Extracted records:
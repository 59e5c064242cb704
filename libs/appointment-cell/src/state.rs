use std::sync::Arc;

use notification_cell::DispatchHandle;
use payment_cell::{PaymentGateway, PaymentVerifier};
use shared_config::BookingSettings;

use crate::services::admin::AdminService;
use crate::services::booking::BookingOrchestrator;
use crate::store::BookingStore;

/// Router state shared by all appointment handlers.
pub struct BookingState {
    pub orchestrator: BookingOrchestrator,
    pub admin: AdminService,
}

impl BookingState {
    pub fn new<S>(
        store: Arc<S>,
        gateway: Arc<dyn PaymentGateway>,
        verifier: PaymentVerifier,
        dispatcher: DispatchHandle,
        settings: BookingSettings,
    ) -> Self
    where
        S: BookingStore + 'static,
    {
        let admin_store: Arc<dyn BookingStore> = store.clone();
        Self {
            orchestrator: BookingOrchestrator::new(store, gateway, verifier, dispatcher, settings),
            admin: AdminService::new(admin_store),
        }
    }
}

==

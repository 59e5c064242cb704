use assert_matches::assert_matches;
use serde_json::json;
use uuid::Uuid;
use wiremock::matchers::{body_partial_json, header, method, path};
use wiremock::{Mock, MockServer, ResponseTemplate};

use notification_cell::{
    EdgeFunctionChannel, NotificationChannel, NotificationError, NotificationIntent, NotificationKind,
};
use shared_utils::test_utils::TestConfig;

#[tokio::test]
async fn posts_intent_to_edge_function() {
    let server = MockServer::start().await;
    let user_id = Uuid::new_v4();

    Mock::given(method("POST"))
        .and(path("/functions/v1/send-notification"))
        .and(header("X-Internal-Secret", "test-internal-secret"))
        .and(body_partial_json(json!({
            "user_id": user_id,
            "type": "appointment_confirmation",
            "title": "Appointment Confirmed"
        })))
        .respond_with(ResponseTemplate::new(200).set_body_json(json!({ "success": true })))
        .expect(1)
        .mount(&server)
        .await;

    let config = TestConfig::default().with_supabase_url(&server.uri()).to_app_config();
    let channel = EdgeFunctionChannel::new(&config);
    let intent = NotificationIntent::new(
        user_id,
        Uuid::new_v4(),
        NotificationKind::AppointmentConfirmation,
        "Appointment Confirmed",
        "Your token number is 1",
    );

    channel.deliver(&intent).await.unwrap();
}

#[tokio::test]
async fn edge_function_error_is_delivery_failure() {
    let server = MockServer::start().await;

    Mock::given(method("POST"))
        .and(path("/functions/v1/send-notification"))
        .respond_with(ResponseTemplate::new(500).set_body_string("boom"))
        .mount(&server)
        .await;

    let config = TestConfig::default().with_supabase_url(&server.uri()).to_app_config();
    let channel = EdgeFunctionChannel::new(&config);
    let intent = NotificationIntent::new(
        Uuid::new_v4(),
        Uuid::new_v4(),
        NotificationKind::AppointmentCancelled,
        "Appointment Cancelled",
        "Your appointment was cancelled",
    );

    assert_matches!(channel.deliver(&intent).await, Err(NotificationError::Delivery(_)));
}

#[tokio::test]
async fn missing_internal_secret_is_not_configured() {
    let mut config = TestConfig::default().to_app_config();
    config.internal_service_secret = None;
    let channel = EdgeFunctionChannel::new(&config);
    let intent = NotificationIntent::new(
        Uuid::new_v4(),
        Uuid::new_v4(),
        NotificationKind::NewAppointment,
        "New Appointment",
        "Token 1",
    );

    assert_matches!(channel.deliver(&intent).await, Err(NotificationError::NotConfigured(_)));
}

---

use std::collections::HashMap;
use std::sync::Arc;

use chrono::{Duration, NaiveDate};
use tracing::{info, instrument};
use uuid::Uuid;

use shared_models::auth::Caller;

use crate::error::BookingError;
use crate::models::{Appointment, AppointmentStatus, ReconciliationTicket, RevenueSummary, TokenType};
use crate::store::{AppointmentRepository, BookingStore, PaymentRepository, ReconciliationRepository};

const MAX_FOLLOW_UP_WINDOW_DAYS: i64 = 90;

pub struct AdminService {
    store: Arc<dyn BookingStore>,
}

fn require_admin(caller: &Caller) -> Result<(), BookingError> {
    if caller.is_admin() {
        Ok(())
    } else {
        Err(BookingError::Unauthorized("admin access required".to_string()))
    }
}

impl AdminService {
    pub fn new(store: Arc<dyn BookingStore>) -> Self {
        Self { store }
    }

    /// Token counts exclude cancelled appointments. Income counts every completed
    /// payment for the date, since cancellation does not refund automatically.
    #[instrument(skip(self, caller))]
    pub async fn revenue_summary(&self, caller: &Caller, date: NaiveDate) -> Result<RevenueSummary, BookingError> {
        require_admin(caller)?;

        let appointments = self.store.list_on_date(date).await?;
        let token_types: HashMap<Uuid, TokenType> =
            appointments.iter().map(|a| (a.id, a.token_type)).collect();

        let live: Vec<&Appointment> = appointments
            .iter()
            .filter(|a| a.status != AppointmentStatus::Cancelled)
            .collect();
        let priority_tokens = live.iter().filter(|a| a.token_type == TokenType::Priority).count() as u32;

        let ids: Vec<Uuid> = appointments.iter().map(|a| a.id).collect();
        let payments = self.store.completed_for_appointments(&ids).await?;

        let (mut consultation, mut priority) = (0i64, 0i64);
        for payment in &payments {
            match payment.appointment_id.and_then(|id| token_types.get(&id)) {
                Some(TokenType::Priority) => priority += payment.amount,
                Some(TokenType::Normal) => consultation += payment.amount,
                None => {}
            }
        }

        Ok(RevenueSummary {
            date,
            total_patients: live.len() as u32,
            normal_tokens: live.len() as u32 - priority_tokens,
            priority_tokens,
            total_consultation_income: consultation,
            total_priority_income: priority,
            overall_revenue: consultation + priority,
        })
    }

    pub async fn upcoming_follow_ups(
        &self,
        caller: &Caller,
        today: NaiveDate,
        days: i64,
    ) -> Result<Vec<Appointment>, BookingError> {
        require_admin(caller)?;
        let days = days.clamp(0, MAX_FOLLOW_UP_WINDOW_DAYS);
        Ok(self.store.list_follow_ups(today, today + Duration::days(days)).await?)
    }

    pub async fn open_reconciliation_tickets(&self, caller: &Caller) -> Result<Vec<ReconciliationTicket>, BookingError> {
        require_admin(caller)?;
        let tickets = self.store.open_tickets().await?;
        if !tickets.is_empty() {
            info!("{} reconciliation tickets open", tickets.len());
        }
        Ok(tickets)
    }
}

Task brief:
Search the data for the string "Some". List each line that has it.

Answer to this task:
                Some(TokenType::Priority) => priority += payment.amount,
                Some(TokenType::Normal) => consultation += payment.amount,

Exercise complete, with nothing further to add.